Observations on an Astringent Vegetable Substance from China
Author(s)
William Thomas Brande
Year
1817
Volume
107
Pages
7 pages
Language
en
Journal
Philosophical Transactions of the Royal Society of London
Full Text (OCR)
VI. Observations on an astringent vegetable substance from China.
By William Thomas Brande, Esq. Sec. R.S.
Read December 12, 1816.
The substance described in the following pages was put into my hands for examination by the President, who received it from China, with some others employed in the art of dying; and although the small quantity hitherto sent to this country, has not enabled me to extend my experiments upon its useful applications as far as I could have wished, I trust that its chemical history will be deemed of sufficient importance to interest the Royal Society, and to prove its usefulness as an article of commerce, provided it can be obtained abundantly, and at a cheap rate, which I think admits of little doubt.

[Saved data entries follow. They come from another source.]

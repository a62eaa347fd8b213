//! Node id to dense node index mapping.

use std::collections::HashMap;

/// Maps sparse node ids to dense node indexes in `[0, node_count)`.
///
/// Two representations behind one lookup contract, chosen once when a
/// genome is built: the identity form covers the common case where node ids
/// are already dense and contiguous, and the table form covers arbitrary
/// remaps (required after acyclic depth re-layering relocates nodes).
#[derive(Debug, Clone)]
pub enum NodeIdMap {
    /// Ids are already dense: every id maps to itself.
    Identity {
        /// Total number of nodes.
        count: usize,
    },
    /// General remap: ids below `fixed_count` map to themselves, all other
    /// ids are looked up in the table.
    Table {
        /// Ids below this value (the input nodes) map to themselves.
        fixed_count: usize,
        /// Explicit id → index entries for the remaining nodes.
        entries: HashMap<u32, u32>,
    },
}

impl NodeIdMap {
    /// Create an identity map over `count` dense node ids.
    #[must_use]
    pub fn identity(count: usize) -> Self {
        Self::Identity { count }
    }

    /// Create a table map. Ids below `fixed_count` map to themselves;
    /// `entries` must cover every other node id.
    #[must_use]
    pub fn table(fixed_count: usize, entries: HashMap<u32, u32>) -> Self {
        Self::Table {
            fixed_count,
            entries,
        }
    }

    /// The total number of nodes covered by the map.
    #[must_use]
    pub fn len(&self) -> usize {
        match self {
            Self::Identity { count } => *count,
            Self::Table {
                fixed_count,
                entries,
            } => fixed_count + entries.len(),
        }
    }

    /// True if the map covers no nodes.
    #[must_use]
    pub fn is_empty(&self) -> bool {
        self.len() == 0
    }

    /// Look up the dense node index for `id`.
    ///
    /// # Panics
    ///
    /// Panics if `id` is not covered by the map; every id referenced by a
    /// genome's connections must be.
    #[must_use]
    pub fn map(&self, id: u32) -> u32 {
        match self {
            Self::Identity { count } => {
                debug_assert!((id as usize) < *count, "node id {id} out of range");
                id
            }
            Self::Table {
                fixed_count,
                entries,
            } => {
                if (id as usize) < *fixed_count {
                    id
                } else {
                    *entries
                        .get(&id)
                        .unwrap_or_else(|| panic!("node id {id} missing from node id map"))
                }
            }
        }
    }
}

#[cfg(test)]
mod tests {
    use super::*;

    #[test]
    fn test_identity_map() {
        let map = NodeIdMap::identity(5);
        assert_eq!(map.len(), 5);
        assert_eq!(map.map(0), 0);
        assert_eq!(map.map(4), 4);
    }

    #[test]
    fn test_table_map_fixed_prefix_and_entries() {
        let mut entries = HashMap::new();
        entries.insert(2, 3);
        entries.insert(7, 2);
        let map = NodeIdMap::table(2, entries);
        assert_eq!(map.len(), 4);
        // Fixed ids map to themselves.
        assert_eq!(map.map(0), 0);
        assert_eq!(map.map(1), 1);
        // Remapped ids go through the table.
        assert_eq!(map.map(2), 3);
        assert_eq!(map.map(7), 2);
    }

    #[test]
    #[should_panic(expected = "missing from node id map")]
    fn test_unknown_id_panics() {
        let map = NodeIdMap::table(1, HashMap::new());
        let _ = map.map(9);
    }
}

The parcel containing this substance was marked "Oong poey," a species of galls used in dying black. They have the appearance of irregular vesicles, the coats of which are about one-tenth of an inch thick, of a grey and reddish colour, smooth, and very brittle, and containing in their interior a brown powder, among which insects may be discerned by the microscope. Some of these vesicles were adhering to twigs of the tree, and they appear to be formed upon the younger branches.
They have a more austere and purely astringent taste than any other of the vegetable substances of that class I have met with, and they produce, when thrown into any of the red salts of iron, a pure black tint.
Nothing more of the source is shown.